If you don’t know something, tell them and try to work out the solution. You’ll make much more of a positive impression if you’re honest and they can see how you’re trying to solve the problem. The worst thing you can do in this situation is try to blag it or lie. Most good interviewers can smell bullshit a mile away and you’re not helping your case if you start along this route. You’re more likely to talk yourself out of rather than into the role.
True story — I once interviewed a candidate who completely failed at the technical test. I’d previously screened him with a telephone interview so out of curiosity I asked him some of the same questions he answered on the phone. Shockingly, he got them all wrong. To this day I still believe the person sat in front of me at the time was not the same person I spoke to in the phone. Needless to say he didn’t get an offer.
The best advice for the technical skills section is to be yourself, relax and have fun with it. It’s your chance to impress but you need to be open, honest and confident. Arrogance, dishonesty and trying to ‘wing it’ will all count against you.
Coffee and Mints — Wrapping it up…
By now you’re either feeling exhilarated or punch drunk depending on how things have gone but you’re not done yet. Almost, but not quite.
The wrapping up stage is perhaps less formal than the earlier part of the conversation but you’re still in your interview and will be until you’ve left the building and disappeared from sight.
In wrapping up, your interviewer will probably have a few last questions. One of my favourites was particularly cunning and went like this:
“Is there anything else you feel we should have asked you about today?”
It offers a last opportunity for you to bring up anything important that hasn’t already been covered but be careful what you say. You want to leave a strong, positive impression so don’t say anything that might damage your chances.

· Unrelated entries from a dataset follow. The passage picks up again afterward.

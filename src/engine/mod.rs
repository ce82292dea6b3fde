// Copyright (c) 2026 Bountyy Oy. All rights reserved.
// This software is proprietary and confidential.

//! HTTP engine boundary
//!
//! The [`Engine`] trait is the narrow set of primitives the request
//! orchestrator drives: session, connection and request handles, per-request
//! options, raw header attachment, send/receive, two-phase header queries and
//! chunked body reads. [`ReqwestEngine`] is the default implementation.

mod blocking;

use bitflags::bitflags;
use serde::{Deserialize, Serialize};

use crate::error::EngineResult;

pub use blocking::{ReqwestConnection, ReqwestEngine, ReqwestRequest, ReqwestSession, PAC_URL_ENV};

/// Per-primitive timeouts in milliseconds, 0 means no limit
#[derive(Debug, Clone, Copy, PartialEq, Eq, Serialize, Deserialize)]
#[serde(default)]
pub struct Timeouts {
    pub resolve_ms: u32,
    pub connect_ms: u32,
    pub send_ms: u32,
    pub receive_ms: u32,
}

impl Default for Timeouts {
    fn default() -> Self {
        Self {
            resolve_ms: 0,
            connect_ms: 60_000,
            send_ms: 30_000,
            receive_ms: 30_000,
        }
    }
}

/// How the session discovers its proxy
#[derive(Debug, Clone, Copy, PartialEq, Eq, Default)]
pub enum ProxyMode {
    /// Engine's default proxy configuration
    #[default]
    Default,
    /// Never use a proxy
    NoProxy,
}

/// Session-level configuration
#[derive(Debug, Clone, PartialEq, Eq)]
pub struct SessionOptions {
    pub user_agent: String,
    pub proxy_mode: ProxyMode,
    pub timeouts: Timeouts,
}

/// URL scheme understood by the engine
#[derive(Debug, Clone, Copy, PartialEq, Eq)]
pub enum Scheme {
    Http,
    Https,
}

impl Scheme {
    pub fn as_str(&self) -> &'static str {
        match self {
            Scheme::Http => "http",
            Scheme::Https => "https",
        }
    }

    pub fn is_secure(&self) -> bool {
        matches!(self, Scheme::Https)
    }
}

/// Components of a cracked URL
#[derive(Debug, Clone, PartialEq, Eq)]
pub struct UrlParts {
    pub scheme: Scheme,
    pub host: String,
    pub port: u16,
    /// Path including the query string
    pub path: String,
}

bitflags! {
    /// Certificate conditions to ignore on a TLS request
    pub struct SecurityFlags: u32 {
        const IGNORE_UNKNOWN_CA = 0x0000_0100;
        const IGNORE_CERT_DATE_INVALID = 0x0000_2000;
        const IGNORE_CERT_CN_INVALID = 0x0000_1000;
    }
}

impl SecurityFlags {
    /// Accept any certificate chain, name and validity period
    pub fn accept_all() -> Self {
        Self::IGNORE_UNKNOWN_CA | Self::IGNORE_CERT_DATE_INVALID | Self::IGNORE_CERT_CN_INVALID
    }
}

/// Proxy assignment for a request
#[derive(Debug, Clone, PartialEq, Eq)]
pub struct ProxyInfo {
    /// Proxy server, `host:port` or a URL
    pub proxy: String,
    /// `;`-separated bypass list
    pub bypass: Option<String>,
}

impl ProxyInfo {
    pub fn named(proxy: impl Into<String>) -> Self {
        Self {
            proxy: proxy.into(),
            bypass: None,
        }
    }
}

/// Per-request option
#[derive(Debug, Clone, PartialEq, Eq)]
pub enum RequestOption {
    SecurityFlags(SecurityFlags),
    DisableRedirects,
    Proxy(ProxyInfo),
    ProxyUsername(String),
    ProxyPassword(String),
}

/// How attached headers combine with ones already present
#[derive(Debug, Clone, Copy, PartialEq, Eq)]
pub enum HeaderMerge {
    /// Same-name values are joined on one line with `"; "`
    CoalesceWithSemicolon,
}

/// Current user's system proxy settings
#[derive(Debug, Clone, Default, PartialEq, Eq)]
pub struct SystemProxyConfig {
    pub auto_config_url: Option<String>,
    pub proxy: Option<String>,
    pub proxy_bypass: Option<String>,
}

/// Auto-detection mechanism for proxy auto-configuration
#[derive(Debug, Clone, Copy, PartialEq, Eq)]
pub enum AutoDetect {
    Dhcp,
}

/// Inputs for per-URL proxy resolution
#[derive(Debug, Clone, PartialEq, Eq)]
pub struct AutoProxyOptions {
    pub auto_detect: AutoDetect,
    pub auto_config_url: String,
    pub auto_logon_if_challenged: bool,
}

/// Header query kind
#[derive(Debug, Clone, Copy, PartialEq, Eq)]
pub enum HeaderQuery {
    /// Decimal status code text
    StatusCode,
    /// Status line plus all headers, CRLF separated, blank line terminated
    RawHeadersCrlf,
}

/// Platform HTTP engine driven step by step by the request orchestrator.
///
/// Every handle returned is released through the matching `close_*` call.
/// `query_headers` is two-phase: a call with a buffer that is too small fails
/// with [`EngineError::insufficient_buffer`](crate::error::EngineError::insufficient_buffer)
/// carrying the size to retry with.
pub trait Engine {
    type Session;
    type Connection;
    type Request;

    fn open_session(&self, options: &SessionOptions) -> EngineResult<Self::Session>;

    fn crack_url(&self, url: &str) -> EngineResult<UrlParts>;

    fn connect(
        &self,
        session: &Self::Session,
        host: &str,
        port: u16,
    ) -> EngineResult<Self::Connection>;

    fn open_request(
        &self,
        connection: &Self::Connection,
        method: &str,
        path: &str,
        secure: bool,
    ) -> EngineResult<Self::Request>;

    fn set_option(&self, request: &mut Self::Request, option: RequestOption) -> EngineResult<()>;

    fn add_headers(
        &self,
        request: &mut Self::Request,
        headers: &str,
        merge: HeaderMerge,
    ) -> EngineResult<()>;

    fn current_user_proxy_config(&self) -> EngineResult<SystemProxyConfig>;

    fn proxy_for_url(
        &self,
        session: &Self::Session,
        url: &str,
        options: &AutoProxyOptions,
    ) -> EngineResult<ProxyInfo>;

    fn send(&self, request: &mut Self::Request) -> EngineResult<()>;

    fn write_data(&self, request: &mut Self::Request, data: &[u8]) -> EngineResult<usize>;

    fn receive_response(&self, request: &mut Self::Request) -> EngineResult<()>;

    fn query_headers(
        &self,
        request: &Self::Request,
        query: HeaderQuery,
        buf: &mut [u8],
    ) -> EngineResult<usize>;

    /// Bytes ready to read; 0 once the body is exhausted
    fn data_available(&self, request: &mut Self::Request) -> EngineResult<usize>;

    fn read_data(&self, request: &mut Self::Request, buf: &mut [u8]) -> EngineResult<usize>;

    fn close_request(&self, request: Self::Request);

    fn close_connection(&self, connection: Self::Connection);

    fn close_session(&self, session: Self::Session);
}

As the candidate you need to have questions prepared too. Good, boilerplate examples are things like
- What salary are you offering?
- When will I hear?
- When do you need someone to start?
You could also try something more creative such as
- Why do you like working here?
- What would you say is the best thing about the company?
On the subject of salary…
As a candidate you absolutely must make sure salary is discussed at the interview. You’re never going to get a number there and then but you need a ball park figure to work on.
Asking your interviewer to cover the entire package is equally important and may reveal a few hidden surprises too. For example when I was interviewed by Symbian Software in 2004 I discovered I could pay up to 14% of my salary into the pension and Symbian would match that too.
The 39 steps to the lift…
…is a time for making small talk. Avoid the deafening silence at all cost by asking them about the office space or anything else that comes to mind.
Use this time to look at the other employees too, some of them may be your future work buddies! Are they happy? Do they look stressed? How are they dressed? How old are their desks/PCs/monitors/laptops? Is the air fresh or stale?
The final handshake…
…should be firm with good, strong eye contact and a polite smile (you wouldn’t believe how important all this is!).
Thank your interviewer for their time return your visitor’s pass if you have one and leave.
On your way out don’t forget to look at the cars in the car park! Collectively they’ll reveal a lot about the company.